**Required work:** Copy each line of the entries beneath that contains the word "assert".

[Collected data]
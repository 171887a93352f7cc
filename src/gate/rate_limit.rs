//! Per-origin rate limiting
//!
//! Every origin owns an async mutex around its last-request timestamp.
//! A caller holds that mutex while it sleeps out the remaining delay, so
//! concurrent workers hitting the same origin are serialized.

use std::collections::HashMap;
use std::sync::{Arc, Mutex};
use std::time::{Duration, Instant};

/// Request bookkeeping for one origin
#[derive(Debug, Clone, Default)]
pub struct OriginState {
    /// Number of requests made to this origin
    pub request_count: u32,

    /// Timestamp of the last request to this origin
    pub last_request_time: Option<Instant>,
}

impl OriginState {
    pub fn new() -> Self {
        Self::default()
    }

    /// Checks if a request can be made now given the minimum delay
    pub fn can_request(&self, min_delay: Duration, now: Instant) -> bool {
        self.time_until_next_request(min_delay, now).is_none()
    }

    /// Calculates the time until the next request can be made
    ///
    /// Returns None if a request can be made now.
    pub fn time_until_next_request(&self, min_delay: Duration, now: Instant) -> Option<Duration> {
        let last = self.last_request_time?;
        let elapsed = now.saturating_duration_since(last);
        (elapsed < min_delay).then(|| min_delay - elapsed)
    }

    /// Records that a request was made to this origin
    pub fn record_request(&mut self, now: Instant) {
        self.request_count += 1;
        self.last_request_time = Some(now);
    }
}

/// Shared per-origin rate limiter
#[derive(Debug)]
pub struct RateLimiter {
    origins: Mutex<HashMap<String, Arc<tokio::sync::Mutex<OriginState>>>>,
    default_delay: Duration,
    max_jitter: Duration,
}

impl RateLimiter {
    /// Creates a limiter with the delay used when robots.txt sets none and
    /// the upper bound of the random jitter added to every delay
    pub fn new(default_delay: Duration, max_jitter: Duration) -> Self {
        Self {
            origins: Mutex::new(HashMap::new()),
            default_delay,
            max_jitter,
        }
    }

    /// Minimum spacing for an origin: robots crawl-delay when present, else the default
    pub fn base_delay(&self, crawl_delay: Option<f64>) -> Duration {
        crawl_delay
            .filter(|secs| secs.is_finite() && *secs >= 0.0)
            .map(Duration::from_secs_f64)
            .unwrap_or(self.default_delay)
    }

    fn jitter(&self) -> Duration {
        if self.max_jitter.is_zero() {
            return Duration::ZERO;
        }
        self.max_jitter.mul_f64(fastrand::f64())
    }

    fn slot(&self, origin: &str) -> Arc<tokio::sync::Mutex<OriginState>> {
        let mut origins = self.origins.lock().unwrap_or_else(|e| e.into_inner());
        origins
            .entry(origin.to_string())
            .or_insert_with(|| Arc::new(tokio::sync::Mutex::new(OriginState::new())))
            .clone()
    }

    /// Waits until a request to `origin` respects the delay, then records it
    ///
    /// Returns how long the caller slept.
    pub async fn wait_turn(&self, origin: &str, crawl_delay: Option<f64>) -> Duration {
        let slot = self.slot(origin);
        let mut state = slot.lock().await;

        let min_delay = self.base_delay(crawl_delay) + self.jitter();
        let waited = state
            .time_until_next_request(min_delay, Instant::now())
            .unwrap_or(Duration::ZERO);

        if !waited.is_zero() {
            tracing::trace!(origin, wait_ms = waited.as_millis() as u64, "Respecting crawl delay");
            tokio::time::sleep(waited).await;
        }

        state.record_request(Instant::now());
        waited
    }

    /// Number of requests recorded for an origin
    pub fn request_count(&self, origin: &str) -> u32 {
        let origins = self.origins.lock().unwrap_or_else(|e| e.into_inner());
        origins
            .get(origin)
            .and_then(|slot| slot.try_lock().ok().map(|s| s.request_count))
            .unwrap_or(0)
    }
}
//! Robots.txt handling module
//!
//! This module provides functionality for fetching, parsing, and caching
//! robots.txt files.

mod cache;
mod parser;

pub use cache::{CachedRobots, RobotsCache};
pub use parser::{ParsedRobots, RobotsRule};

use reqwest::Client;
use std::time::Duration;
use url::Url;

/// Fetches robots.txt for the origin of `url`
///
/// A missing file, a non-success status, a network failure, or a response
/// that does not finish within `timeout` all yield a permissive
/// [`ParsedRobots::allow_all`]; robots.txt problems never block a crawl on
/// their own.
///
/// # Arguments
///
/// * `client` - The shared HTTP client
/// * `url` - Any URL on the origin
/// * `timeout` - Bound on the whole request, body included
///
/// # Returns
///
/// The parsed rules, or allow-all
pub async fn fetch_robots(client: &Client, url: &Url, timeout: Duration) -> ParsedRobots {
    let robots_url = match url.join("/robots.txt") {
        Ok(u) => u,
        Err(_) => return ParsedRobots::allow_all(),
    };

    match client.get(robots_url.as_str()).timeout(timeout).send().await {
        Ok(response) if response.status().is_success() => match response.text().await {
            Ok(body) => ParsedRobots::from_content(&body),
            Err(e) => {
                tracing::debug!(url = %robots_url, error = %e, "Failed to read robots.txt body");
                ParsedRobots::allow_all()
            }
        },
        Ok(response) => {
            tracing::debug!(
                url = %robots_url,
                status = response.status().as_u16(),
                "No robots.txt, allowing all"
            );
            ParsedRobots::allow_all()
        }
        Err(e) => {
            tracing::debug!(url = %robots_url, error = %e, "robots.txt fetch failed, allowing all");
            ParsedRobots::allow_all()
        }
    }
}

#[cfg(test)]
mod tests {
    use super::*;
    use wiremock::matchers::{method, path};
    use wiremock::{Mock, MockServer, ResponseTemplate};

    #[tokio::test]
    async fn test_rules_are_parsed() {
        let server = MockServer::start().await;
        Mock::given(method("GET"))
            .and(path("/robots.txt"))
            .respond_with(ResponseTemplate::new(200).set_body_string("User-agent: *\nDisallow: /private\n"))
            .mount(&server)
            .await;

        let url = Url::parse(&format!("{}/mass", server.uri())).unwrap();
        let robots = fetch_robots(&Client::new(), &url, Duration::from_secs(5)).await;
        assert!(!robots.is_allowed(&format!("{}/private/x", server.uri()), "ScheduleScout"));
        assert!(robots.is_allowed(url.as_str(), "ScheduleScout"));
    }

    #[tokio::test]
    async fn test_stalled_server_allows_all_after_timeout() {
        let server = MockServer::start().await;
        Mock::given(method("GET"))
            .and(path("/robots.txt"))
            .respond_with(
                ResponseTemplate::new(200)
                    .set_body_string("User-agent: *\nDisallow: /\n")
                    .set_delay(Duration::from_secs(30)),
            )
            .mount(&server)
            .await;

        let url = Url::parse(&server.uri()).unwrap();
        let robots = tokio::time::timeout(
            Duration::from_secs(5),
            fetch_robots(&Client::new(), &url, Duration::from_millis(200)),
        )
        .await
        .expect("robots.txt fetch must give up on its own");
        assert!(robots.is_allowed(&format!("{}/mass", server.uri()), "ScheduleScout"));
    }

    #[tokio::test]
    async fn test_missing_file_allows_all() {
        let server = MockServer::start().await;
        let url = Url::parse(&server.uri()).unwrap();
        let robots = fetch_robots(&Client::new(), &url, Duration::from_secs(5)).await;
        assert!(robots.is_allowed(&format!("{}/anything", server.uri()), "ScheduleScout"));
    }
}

**Task answer:**
        assert!(!robots.is_allowed(&format!("{}/private/x", server.uri()), "ScheduleScout"));
        assert!(robots.is_allowed(url.as_str(), "ScheduleScout"));
        assert!(robots.is_allowed(&format!("{}/mass", server.uri()), "ScheduleScout"));
        assert!(robots.is_allowed(&format!("{}/anything", server.uri()), "ScheduleScout"));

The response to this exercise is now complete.